2.7 Colony formation assay
Cells from different groups were seeded in 6-well plates at 1 × 103 cells/well density and incubated for 14 d. Next, the cells were washed three times with phosphate-buffered saline (PBS), fixed in 100% methanol for 30 min, and stained with 1% crystal violet for 30 s. Three areas were randomly selected and observed via microscopy.
2.8 Cell apoptosis
Cells from different groups were collected separately, centrifuged at 1,000 rpm for 5 min, and washed once with PBS. 500 μL 1×Annexin V Binding Buffer working solution was added and resuspended, and then 5 μL Annexin V-FITC and 5 μL propidium iodide (PI) were added for staining, followed by incubation for 15–20 min at room temperature in the dark. The apoptosis rates were measured using a CytoFLEX flow cytometer.
2.9 Wound healing assay
Cells were seeded in 6-well plates at a density of 5 × 104 cells/well and cultured until the cells were spread evenly over the well plates. Scratches were marked perpendicular to the bottom of the well plate and washed with PBS. The cells were then incubated with low serum (<2%) RPMI1640 complete culture medium for 12 h. Records were taken at 0 and 12 h. Scratch photographs of the different groups were observed and analyzed. The mean values of the distances between cells were calculated using ImageJ software, and all measurements were repeated three times.
In the formula, A0 is the width value of the initial scratches; A1 is the width value of current scratches.

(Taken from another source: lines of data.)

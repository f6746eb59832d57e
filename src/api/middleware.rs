//! Middleware Components
//!
//! CORS, request tracking and request counting.

use super::handlers::AppState;
use axum::{
    extract::{Request, State},
    http::{HeaderName, HeaderValue, Method},
    middleware::Next,
    response::Response,
};
use std::sync::Arc;
use tower_http::cors::{Any, CorsLayer, ExposeHeaders};
use uuid::Uuid;

/// Request ID header key
pub const REQUEST_ID_HEADER: &str = "x-request-id";

/// Caller identity set by the upstream auth gateway
pub const USER_ID_HEADER: &str = "x-user-id";

/// Create CORS middleware with configurable origins
pub fn create_cors_layer(allowed_origins: Vec<String>) -> CorsLayer {
    let expose = ExposeHeaders::list([HeaderName::from_static(REQUEST_ID_HEADER)]);
    if allowed_origins.is_empty() || allowed_origins.iter().any(|o| o == "*") {
        // Development mode: allow all origins
        CorsLayer::new()
            .allow_origin(Any)
            .allow_methods(Any)
            .allow_headers(Any)
            .expose_headers(expose)
    } else {
        CorsLayer::new()
            .allow_origin(
                allowed_origins
                    .into_iter()
                    .filter_map(|o| o.parse::<HeaderValue>().ok())
                    .collect::<Vec<_>>(),
            )
            .allow_methods([Method::GET, Method::POST])
            .allow_headers(Any)
            .expose_headers(expose)
    }
}

/// Middleware to add request ID to all requests
pub async fn request_id_middleware(mut request: Request, next: Next) -> Response {
    // Check if request already has an ID from client
    let request_id = request
        .headers()
        .get(REQUEST_ID_HEADER)
        .and_then(|v| v.to_str().ok())
        .map(|s| s.to_string())
        .unwrap_or_else(|| Uuid::new_v4().to_string());

    request.extensions_mut().insert(RequestId(request_id.clone()));

    let mut response = next.run(request).await;

    if let Ok(value) = HeaderValue::from_str(&request_id) {
        response.headers_mut().insert(REQUEST_ID_HEADER, value);
    }

    response
}

/// Count every request for `/metrics`
pub async fn metrics_middleware(
    State(state): State<Arc<AppState>>,
    request: Request,
    next: Next,
) -> Response {
    state.metrics.record_http_request();
    next.run(request).await
}

/// Request ID wrapper for extracting in handlers
#[derive(Debug, Clone)]
pub struct RequestId(pub String);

2.10 RNA extraction and high-throughput sequencing
The total RNA was extracted from the treated cells using TRIzol, and the RNA concentration was measured using a Micro Drop ultra-micro spectrophotometer. Relevant transcriptome sequencing was performed by Beijing Allwegene Technology Co.
2.11 RT-qPCR analysis
RNA was extracted as described above. cDNA was synthesized using a reverse transcription kit. All samples used GAPDH as an internal reference, and the results were relatively quantified using the 2-△△Ct method. The primers used were SR-A: 5′-TAG GCA CTT GGG ATG TCT GA-3′ (forward) and 5′-GTC CTC AAT TTG TAT TGG TGC T-3′ (reverse); CTNNB1:5′-GAG GAG ATG TAC ATT CAG CAG A-3′ (forward) and 5′-GTT GAC CAC CCC TGC ATA G-3′ (reverse); AXIN1:5′-TGG ATG ACC AAG ATG GGA TAA G-3′ (forward) and 5′-GAC ACG ATG CCA TTG TTA TCA A-3′ (reverse); FZD6: 5′-GCC ACT GTG CCT TTG TGT GTT TG-3′ (forward) and 5′-AAG CCG CTG AAG ACT CCA ATT CG-3′ (reverse); TCF4: 5′-TCC AGT CTT CCT CCG ATG TCC AC-3′ (forward) and 5′-GCT GCC CCG CTT CCT CTA TTT G-3′ (reverse); CTNNBIP1: 5′-TGC TGC GGA AGA TGG GAT CAA AC-3′ (forward) and 5′-CTG GCT GAG CTG GCT GTT GAC-3′ (reverse).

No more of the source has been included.